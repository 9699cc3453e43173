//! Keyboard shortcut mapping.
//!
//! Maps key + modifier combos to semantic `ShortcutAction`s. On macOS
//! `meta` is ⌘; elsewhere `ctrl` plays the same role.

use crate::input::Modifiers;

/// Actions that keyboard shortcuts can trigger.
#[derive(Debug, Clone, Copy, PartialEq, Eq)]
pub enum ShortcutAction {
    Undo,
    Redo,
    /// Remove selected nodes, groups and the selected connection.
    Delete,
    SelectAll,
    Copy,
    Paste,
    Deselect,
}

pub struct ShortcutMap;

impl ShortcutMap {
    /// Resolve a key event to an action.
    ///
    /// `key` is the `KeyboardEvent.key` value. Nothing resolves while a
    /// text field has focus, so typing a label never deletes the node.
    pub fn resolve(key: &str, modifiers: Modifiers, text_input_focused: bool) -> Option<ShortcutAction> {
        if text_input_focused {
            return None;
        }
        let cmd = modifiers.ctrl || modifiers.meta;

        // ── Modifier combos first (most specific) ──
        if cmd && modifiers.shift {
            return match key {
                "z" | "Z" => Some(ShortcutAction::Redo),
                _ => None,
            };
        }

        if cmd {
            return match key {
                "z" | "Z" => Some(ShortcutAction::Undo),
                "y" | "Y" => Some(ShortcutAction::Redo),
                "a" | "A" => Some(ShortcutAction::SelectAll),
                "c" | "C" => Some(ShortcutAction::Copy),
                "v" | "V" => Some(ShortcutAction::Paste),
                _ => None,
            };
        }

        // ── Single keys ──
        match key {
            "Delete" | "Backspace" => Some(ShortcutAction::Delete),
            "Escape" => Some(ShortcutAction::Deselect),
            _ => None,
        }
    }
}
--------------------
Task description:
Beginning with the first line of the listing above, please write out every line exactly until you reach the line that contains "let cmd = modifiers.ctrl", and include that one too.

Output for this exercise:
repository 9699cc3453e43173
//! Keyboard shortcut mapping.
//!
//! Maps key + modifier combos to semantic `ShortcutAction`s. On macOS
//! `meta` is ⌘; elsewhere `ctrl` plays the same role.

use crate::input::Modifiers;

/// Actions that keyboard shortcuts can trigger.
#[derive(Debug, Clone, Copy, PartialEq, Eq)]
pub enum ShortcutAction {
    Undo,
    Redo,
    /// Remove selected nodes, groups and the selected connection.
    Delete,
    SelectAll,
    Copy,
    Paste,
    Deselect,
}

pub struct ShortcutMap;

impl ShortcutMap {
    /// Resolve a key event to an action.
    ///
    /// `key` is the `KeyboardEvent.key` value. Nothing resolves while a
    /// text field has focus, so typing a label never deletes the node.
    pub fn resolve(key: &str, modifiers: Modifiers, text_input_focused: bool) -> Option<ShortcutAction> {
        if text_input_focused {
            return None;
        }
        let cmd = modifiers.ctrl || modifiers.meta;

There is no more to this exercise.